I have been trying to run some computations on our cluster (peloton2) that involve resuming from a checkpoint and have been seeing some bizarre behavior where chunks assigned to different mpi processes appear to be swapped. I’ve attached a visualization file from immediately after the computation resumes. I am not sure yet whether the processor chunks are actually swapped in the solution or just in the visualization output. I write my visualization files in hdf5, which I know is less common among aspect useres but I have found that these files are much easier to manipulate and postprocess using matlab and python. Is this a known issue, and do you have any ideas about how to go about debugging the problem?

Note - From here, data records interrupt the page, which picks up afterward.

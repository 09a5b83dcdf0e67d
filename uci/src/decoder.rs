use super::commands::{EngineReply, Info, Score};

pub struct Decoder;

impl Decoder {
    pub fn decode(&self, input: &str) -> EngineReply {
        let input = input.trim();
        match input {
            "uciok" => EngineReply::UciOk,
            "readyok" => EngineReply::ReadyOk,

            _ if input.starts_with("bestmove") => self.decode_bestmove(input),
            _ if input.starts_with("info") => self.decode_info(input),

            _ => EngineReply::Other(input.to_string()),
        }
    }

    fn decode_bestmove(&self, input: &str) -> EngineReply {
        // "bestmove (none)" is sent from mated or stalemated positions
        let mv = input.split_whitespace().nth(1).unwrap_or("(none)");
        EngineReply::BestMove(mv.to_string())
    }

    fn decode_info(&self, input: &str) -> EngineReply {
        // Everything after `string` is free text
        let tokens: Vec<&str> = input
            .split_whitespace()
            .take_while(|&t| t != "string")
            .collect();

        let score = match tokens.iter().position(|&t| t == "score") {
            None => None,
            Some(at) => {
                let kind = tokens.get(at + 1).copied();
                let value = tokens.get(at + 2).and_then(|v| v.parse::<i32>().ok());
                match (kind, value) {
                    (Some("cp"), Some(cp)) => Some(Score::Centipawns(cp)),
                    (Some("mate"), Some(moves)) => Some(Score::Mate(moves)),
                    _ => return EngineReply::Malformed(input.to_string()),
                }
            }
        };

        EngineReply::Info(Info {
            depth: extract_numeric_param(&tokens, "depth"),
            score,
        })
    }
}

fn extract_numeric_param(tokens: &[&str], param: &str) -> Option<u32> {
    tokens
        .windows(2)
        .find(|w| w[0] == param)
        .and_then(|w| w[1].parse().ok())
}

I am using aspect 2.2.0-pre (8ff16a9f5)
deal.ii 9.2.0-pre (78d1660594)
That is a bizarre problem.
So a few questions to narrow things down:
- Is it reproducible?
- Does it also happen with other viz file formats?
I’ll not that it doesn’t look like the three blocks in question are just
translated – they’re also garbled, which is probably because the order
of degrees of freedom in the three blocks does not follow the same
Yes, it is reproducible. It is happening consistently on resume from checkpoint. I have not checked that the problem occurs on other machines or with other mpi stacks on this cluster.
It does look like the solution itself is corrupted based on how the model evolves after resuming from checkpoint. Immediately following the checkpoint, it looks like subdomains are just swapped.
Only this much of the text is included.